Accuplex Diagnostics had a scientific publication:
Title: Gliotoxin‑mediated bacterial growth inhibition is caused by specific metal ion depletion
Overcoming antimicrobial resistance represents a formidable challenge and investigating bacterial growth inhibition by fungal metabolites may yield new strategies. Although the fungal non-ribosomal peptide gliotoxin (GT) is known to exhibit antibacterial activity, the mechanism(s) of action are unknown, although reduced gliotoxin (dithiol gliotoxin; DTG) is a zinc chelator.

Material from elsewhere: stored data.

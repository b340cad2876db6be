//! # SIP CSeq Header
//!
//! Orders transactions within a dialog and disambiguates retransmissions
//! from new requests (RFC 3261 Section 8.1.1.5): a sequence number paired
//! with the method it was issued for.

use std::fmt;
use std::str::FromStr;

use serde::{Deserialize, Serialize};

use crate::error::{Error, Result};
use crate::types::header::Header;
use crate::types::method::Method;
use crate::types::{HeaderName, HeaderValue, TypedHeaderTrait};

#[derive(Debug, Clone, PartialEq, Eq, Serialize, Deserialize)]
pub struct CSeq {
    pub seq: u32,
    pub method: Method,
}

impl CSeq {
    pub fn new(seq: u32, method: Method) -> Self {
        Self { seq, method }
    }

    pub fn sequence(&self) -> u32 {
        self.seq
    }

    pub fn method(&self) -> &Method {
        &self.method
    }
}

impl fmt::Display for CSeq {
    fn fmt(&self, f: &mut fmt::Formatter<'_>) -> fmt::Result {
        write!(f, "{} {}", self.seq, self.method)
    }
}

impl FromStr for CSeq {
    type Err = Error;

    fn from_str(s: &str) -> Result<Self> {
        let (seq_str, method_str) = s
            .trim()
            .split_once(char::is_whitespace)
            .ok_or_else(|| Error::ParseError(format!("malformed CSeq header: {}", s)))?;
        let seq = seq_str
            .parse::<u32>()
            .map_err(|_| Error::ParseError(format!("invalid CSeq sequence number: {}", seq_str)))?;
        let method = Method::from_str(method_str.trim())?;
        Ok(Self { seq, method })
    }
}

impl TypedHeaderTrait for CSeq {
    type Name = HeaderName;

    fn header_name() -> Self::Name {
        HeaderName::CSeq
    }

    fn to_header(&self) -> Header {
        Header::new(Self::header_name(), HeaderValue::Raw(self.to_string().into_bytes()))
    }

    fn from_header(header: &Header) -> Result<Self> {
        if header.name != HeaderName::CSeq {
            return Err(Error::InvalidHeader(format!("Expected CSeq header, got {}", header.name)));
        }
        match &header.value {
            HeaderValue::Raw(bytes) => {
                let s = std::str::from_utf8(bytes)
                    .map_err(|_| Error::ParseError("Invalid UTF-8 in CSeq header".to_string()))?;
                Self::from_str(s)
            }
        }
    }
}
//! Zero-copy RTP processing functionality
//!
//! This module provides zero-copy optimizations for RTP packet processing
//! to minimize memory allocations and improve performance.

use std::time::Instant;
use tracing::debug;
use bytes::Bytes;

use crate::error::Result;
use crate::performance::pool::PoolStats;
use rvoip_rtp_core as rtp_core;

use super::MediaSessionController;

impl MediaSessionController {
    /// Process RTP packet with zero-copy optimization
    /// 
    /// This method implements true zero-copy processing by:
    /// 1. Using pooled frames for audio processing (reuse)
    /// 2. Decoding directly into pooled buffer (zero-copy decode)
    /// 3. Processing in-place with SIMD (zero-copy processing)
    /// 4. Encoding to pre-allocated output buffer (zero-copy encode)
    /// 5. Creating RTP packet with buffer reference (zero-copy)
    pub async fn process_rtp_packet_zero_copy(&self, packet: &rtp_core::RtpPacket) -> Result<rtp_core::RtpPacket> {
        let start_time = Instant::now();
        
        // Step 1: Get pooled frame (reuses pre-allocated memory)
        let mut pooled_frame = self.frame_pool.get_frame_with_params(
            8000, // Sample rate
            1,    // Channels
            160,  // Frame size (20ms at 8kHz)
        );
        
        // Step 2: Decode RTP payload directly into pooled frame buffer (zero-copy)
        let payload_bytes: &[u8] = &packet.payload;
        {
            let mut codec = self.g711_codec.lock().await;
            codec.decode_to_buffer(payload_bytes, pooled_frame.samples_mut())?;
        }
        
        // Step 3: Apply SIMD processing in-place (zero-copy)
        self.simd_processor.apply_gain_in_place(pooled_frame.samples_mut(), 1.2);
        
        // Step 4: Encode from pooled buffer to pre-allocated output (zero-copy)
        let mut output_buffer = self.rtp_buffer_pool.get_buffer();
        let encoded_size = {
            let mut codec = self.g711_codec.lock().await;
            codec.encode_to_buffer(pooled_frame.samples(), output_buffer.as_mut())?
        };
        
        // Step 5: Create RTP packet with buffer reference (zero-copy)
        let new_payload = output_buffer.slice(encoded_size);
        let output_header = rtp_core::RtpHeader::new(
            packet.header.payload_type,
            packet.header.sequence_number + 1,
            packet.header.timestamp,
            packet.header.ssrc,
        );
        
        // Update performance metrics
        let processing_time = start_time.elapsed();
        {
            let mut metrics = self.performance_metrics.write().await;
            metrics.add_timing(processing_time);
            // Note: Zero allocations! We only track buffer reuse
            metrics.operation_count += 1;
        }
        
        debug!("Zero-copy RTP processing completed in {:?}", processing_time);
        Ok(rtp_core::RtpPacket::new(output_header, new_payload))
        // pooled_frame automatically returns to pool here
    }
    
    /// Process RTP packet with traditional approach (for comparison)
    /// 
    /// This method uses the traditional approach with allocations for comparison:
    /// 1. Extract payload to Vec<u8> (COPY)
    /// 2. Decode to Vec<i16> (COPY + ALLOCATION)
    /// 3. Create AudioFrame with Vec<i16> (COPY)
    /// 4. Process to Vec<i16> (COPY)
    /// 5. Encode to Vec<u8> (COPY + ALLOCATION)
    /// 6. Create RTP packet with Bytes (COPY)
    pub async fn process_rtp_packet_traditional(&self, packet: &rtp_core::RtpPacket) -> Result<rtp_core::RtpPacket> {
        let start_time = Instant::now();
        
        // Step 1: Extract payload → Vec<u8> (COPY)
        let payload_bytes = packet.payload.to_vec();
        
        // Step 2: Decode → Vec<i16> (COPY + ALLOCATION)
        let decoded_samples = {
            let mut codec = self.g711_codec.lock().await;
            let mut samples = vec![0i16; payload_bytes.len()];
            codec.decode_to_buffer(&payload_bytes, &mut samples)?;
            samples
        };
        let decoded_len = decoded_samples.len(); // Store length before move
        
        // Step 3: Create AudioFrame → Vec<i16> (COPY)
        let audio_frame = crate::types::AudioFrame::new(
            decoded_samples,
            8000,
            1,
            packet.header.timestamp,
        );
        
        // Step 4: Process → Vec<i16> (COPY)
        let mut processed_samples = audio_frame.samples.clone();
        self.simd_processor.apply_gain(&audio_frame.samples, 1.2, &mut processed_samples);
        
        // Step 5: Encode → Vec<u8> (COPY + ALLOCATION)
        let encoded_payload = {
            let mut codec = self.g711_codec.lock().await;
            let mut output = vec![0u8; processed_samples.len()];
            let encoded_size = codec.encode_to_buffer(&processed_samples, &mut output)?;
            output.truncate(encoded_size);
            output
        };
        
        // Step 6: Create RTP packet → Bytes (COPY)
        let new_payload = Bytes::from(encoded_payload);
        let output_header = rtp_core::RtpHeader::new(
            packet.header.payload_type,
            packet.header.sequence_number + 1,
            packet.header.timestamp,
            packet.header.ssrc,
        );
        
        // Update performance metrics
        let processing_time = start_time.elapsed();
        {
            let mut metrics = self.performance_metrics.write().await;
            metrics.add_timing(processing_time);
            metrics.add_allocation(payload_bytes.len() as u64);      // Allocation 1
            metrics.add_allocation(decoded_len as u64 * 2);          // Allocation 2 (i16) - use stored length
            metrics.add_allocation(processed_samples.len() as u64 * 2); // Allocation 3 (i16)
            metrics.add_allocation(new_payload.len() as u64);        // Allocation 4
            metrics.operation_count += 1;
        }
        
        debug!("Traditional RTP processing completed in {:?}", processing_time);
        Ok(rtp_core::RtpPacket::new(output_header, new_payload))
    }
    
    /// Get RTP buffer pool statistics
    pub fn get_rtp_buffer_pool_stats(&self) -> PoolStats {
        self.rtp_buffer_pool.get_stats()
    }
    
    /// Reset RTP buffer pool statistics
    pub fn reset_rtp_buffer_pool_stats(&self) {
        self.rtp_buffer_pool.reset_stats();
    }
}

Furthermore, it has been demonstrated that GT synergises with vancomycin to inhibit growth of Staphylococcus aureus. Here we demonstrate, without precedent, that GT-mediated growth inhibition of both Gram positive and negative bacterial species is reversed by Zn2+ or Cu2+ addition. Both GT, and the known zinc chelator TPEN, mediate growth inhibition of Enterococcus faecalis which is reversed by zinc addition. Moreover, zinc also reverses the synergistic growth inhibition of E. faecalis observed in the presence of both GT and vancomycin (4 μg/ml). As well as zinc chelation, DTG also appears to chelate Cu2+, but not Mn2+ using a 4-(2-pyridylazo)resorcinol assay system and Zn2+ as a positive control. DTG also specifically reacts in Fe3+- containing Siderotec™ assays, most likely by Fe3+ chelation from test reagents. GSH or DTT show no activity in these assays. Confirmatory high resolution mass spectrometry, in negative ion mode, confirmed, for the first time, the presence of both Cu[DTG] and Fe[DTG]2 chelates. Label free quantitative proteomic analysis further revealed major intracellular proteomic remodelling within E. faecalis in response to GT exposure for 30–180 min. Globally, 4.2–7.2% of detectable proteins exhibited evidence of either unique presence/increased abundance or unique absence/decreased abundance (n = 994–1160 total proteins detected), which is the first demonstration that GT affects the bacterial proteome in general, and E. faecalis, specifically. Unique detection of components of the AdcABC and AdcA-II zinc uptake systems was observed, along with apparent ribosomal reprofiling to zinc-free paralogs in the presence of GT. Overall, we hypothesise that GT-mediated bacterial growth inhibition appears to involve intracellular zinc depletion or reduced bioavailability, and based on in vitro chelate formation, may also involve dysregulation of Cu2+ homeostasis.